Listed records:
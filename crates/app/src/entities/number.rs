//! Number table: settable limits.

use evnex_bridge_domain::entity::{EntityKind, EntityState};
use evnex_bridge_domain::error::ValidationError;
use evnex_bridge_domain::snapshot::{NetworkStatus, Snapshot};

use super::{Command, EntityBinding, Level, Observation, ObservesSnapshot, RenderContext, Scope};

pub struct NumberDescription {
    pub key: &'static str,
    pub name: &'static str,
    pub icon: &'static str,
    pub unit: &'static str,
    pub min: f64,
    pub step: f64,
    /// Upper bound; the entity exists only when it is known.
    pub max: fn(&Snapshot, &Scope) -> Option<f64>,
    pub command: fn(&Scope, f64) -> Option<Command>,
}

impl NumberDescription {
    /// Reject values outside `[min, max]`.
    ///
    /// # Errors
    ///
    /// Returns [`ValidationError::InvalidServiceData`] for an out-of-range value.
    pub fn check(&self, snapshot: &Snapshot, scope: &Scope, value: f64) -> Result<(), ValidationError> {
        let max = (self.max)(snapshot, scope).unwrap_or(f64::INFINITY);
        if !value.is_finite() || value < self.min || value > max {
            return Err(ValidationError::InvalidServiceData("value out of range"));
        }
        Ok(())
    }
}

impl ObservesSnapshot for NumberDescription {
    fn kind(&self) -> EntityKind {
        EntityKind::Number
    }

    fn key(&self) -> &'static str {
        self.key
    }

    fn name(&self) -> &'static str {
        self.name
    }

    fn level(&self) -> Level {
        Level::Connector
    }

    fn applies_to(&self, snapshot: &Snapshot, scope: &Scope) -> bool {
        (self.max)(snapshot, scope).is_some()
    }

    fn observe(&self, snapshot: &Snapshot, scope: &Scope, ctx: &RenderContext<'_>) -> Observation {
        let Some(max) = (self.max)(snapshot, scope) else {
            return Observation::unavailable();
        };
        let offline = scope
            .charger_id()
            .and_then(|id| snapshot.charge_points.get(id))
            .is_none_or(|cp| cp.network_status == NetworkStatus::Offline);
        if offline {
            return Observation::unavailable();
        }
        let unique_id = EntityBinding {
            kind: EntityKind::Number,
            key: self.key,
            scope: scope.clone(),
        }
        .unique_id();
        let value = ctx.number_values.get(&unique_id).copied().unwrap_or(max);
        Observation::state(EntityState::On)
            .with("value", value)
            .with("min", self.min)
            .with("max", max)
            .with("step", self.step)
            .with("unit", self.unit)
            .with("icon", self.icon)
    }
}

pub static NUMBERS: &[NumberDescription] = &[NumberDescription {
    key: "maximum_current",
    name: "Maximum Current",
    icon: "mdi:speedometer",
    unit: "A",
    min: 0.0,
    step: 1.0,
    max: |snapshot, scope| {
        let connector = snapshot.connector(scope.charger_id()?, scope.connector_id()?)?;
        connector.max_amperage
    },
    command: |scope, amps| {
        Some(Command::SetMaxCurrent {
            charger_id: scope.charger_id()?.to_string(),
            amps,
        })
    },
}];

pub fn find(key: &str) -> Option<&'static NumberDescription> {
    NUMBERS.iter().find(|d| d.key == key)
}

Exercise details: Restate exactly each line of the data from the one bearing "connector.max_amperage" to the end, and add nothing.

Answer area:
        connector.max_amperage
    },
    command: |scope, amps| {
        Some(Command::SetMaxCurrent {
            charger_id: scope.charger_id()?.to_string(),
            amps,
        })
    },
}];

pub fn find(key: &str) -> Option<&'static NumberDescription> {
    NUMBERS.iter().find(|d| d.key == key)
}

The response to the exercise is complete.